Pharmacophore modelling, docking and molecular dynamic simulation studies in the discovery of potential human renin inhibitors

Abstract

Hypertension is the main cause of human death and the Renin- Angiotensin- Aldosterone System (RAAS) has a key role in the control of human blood pressure. In this research a multi-step virtual screening strategy was applied in order to find new potential renin inhibitors. The crystal structure of renin-aliskiren complex was explored and receptor-ligand pharmacophore model was developed and validated using pharmit. ZINC database was screened by pharmacophore model and Lipinski's rule of five. Thereafter, the retrieved hits were docked in the active site of renin by using Vina.
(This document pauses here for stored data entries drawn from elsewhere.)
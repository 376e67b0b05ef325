use thiserror::Error;

/// Errors surfaced while driving a single proxied connection. A session
/// that fails at any stage is torn down; nothing here is retried.
#[derive(Debug, Error)]
pub enum ProxyError {
    #[error("transport error: {0}")]
    Transport(#[from] std::io::Error),

    #[error("TLS handshake failed: {0}")]
    TlsHandshakeFailed(String),

    #[error("forward leg requires TLS but backend refused")]
    SslRefused,

    #[error("protocol error: {0}")]
    Protocol(String),

    #[error("backend requested unsupported authentication method (code {0})")]
    UnsupportedAuth(i32),

    #[error("backend rejected credentials after password exchange")]
    AuthRejected,

    #[error("observation sink error: {0}")]
    Sink(String),
}

pub type Result<T> = std::result::Result<T, ProxyError>;
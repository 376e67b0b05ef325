//! TCP listener — accepts connections and spawns per-connection tasks.

use std::sync::atomic::{AtomicU64, Ordering};
use std::sync::Arc;
use tokio::net::TcpListener;
use tracing::info;

use crate::config::Config;
use crate::connection;

static CONN_COUNTER: AtomicU64 = AtomicU64::new(0);

/// Start the proxy server: bind, then accept connections forever.
pub async fn run(config: Config) -> Result<(), Box<dyn std::error::Error>> {
    if let Err(e) = config.validate() {
        return Err(e.into());
    }

    let addr = format!("{}:{}", config.listen_host, config.listen_port);
    let listener = TcpListener::bind(&addr).await?;

    info!(
        addr = %addr,
        upstream = %format!("{}:{}", config.upstream_host, config.upstream_port),
        sink_mode = %config.sink_mode,
        "pgghost listening"
    );

    let config = Arc::new(config);

    loop {
        let (socket, _) = listener.accept().await?;
        let config = Arc::clone(&config);
        let conn_id = CONN_COUNTER.fetch_add(1, Ordering::Relaxed) + 1;

        tokio::spawn(async move {
            connection::handle_connection(socket, config, conn_id).await;
        });
    }
}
ADME parameters and toxicity of the filtered compounds were approximated using in silico methods and the selected compounds were subjected to high performance docking in order to improve the accuracy of screening. The non-bond interactions of the hit molecules with renin were explored and the compounds with the highest affinity and appropriate interactions were selected. In the last step, molecular dynamic simulation studies were performed on the complex of renin with aliskiren and three top-ranked structures including ZINC6085004, ZINC426421106, and ZINC5481346. RMSD, RMSF, Rg and number of hydrogen bonds were calculated. The binding free energy was calculated using the MM/PBSA method. The result of MD simulation indicated the stable binding of ZINC426421106 and ZINC5481346 with the active site of renin. According to this in-silico study these two compounds are drug-like, nontoxic, and have a high potential for inhibiting renin and could serve as appropriate lead molecules for the development of renin inhibitors as antihypertensive agents.

Keywords: Docking; Inhibitor; Molecular dynamic simulation; Pharmacophore modelling; Renin.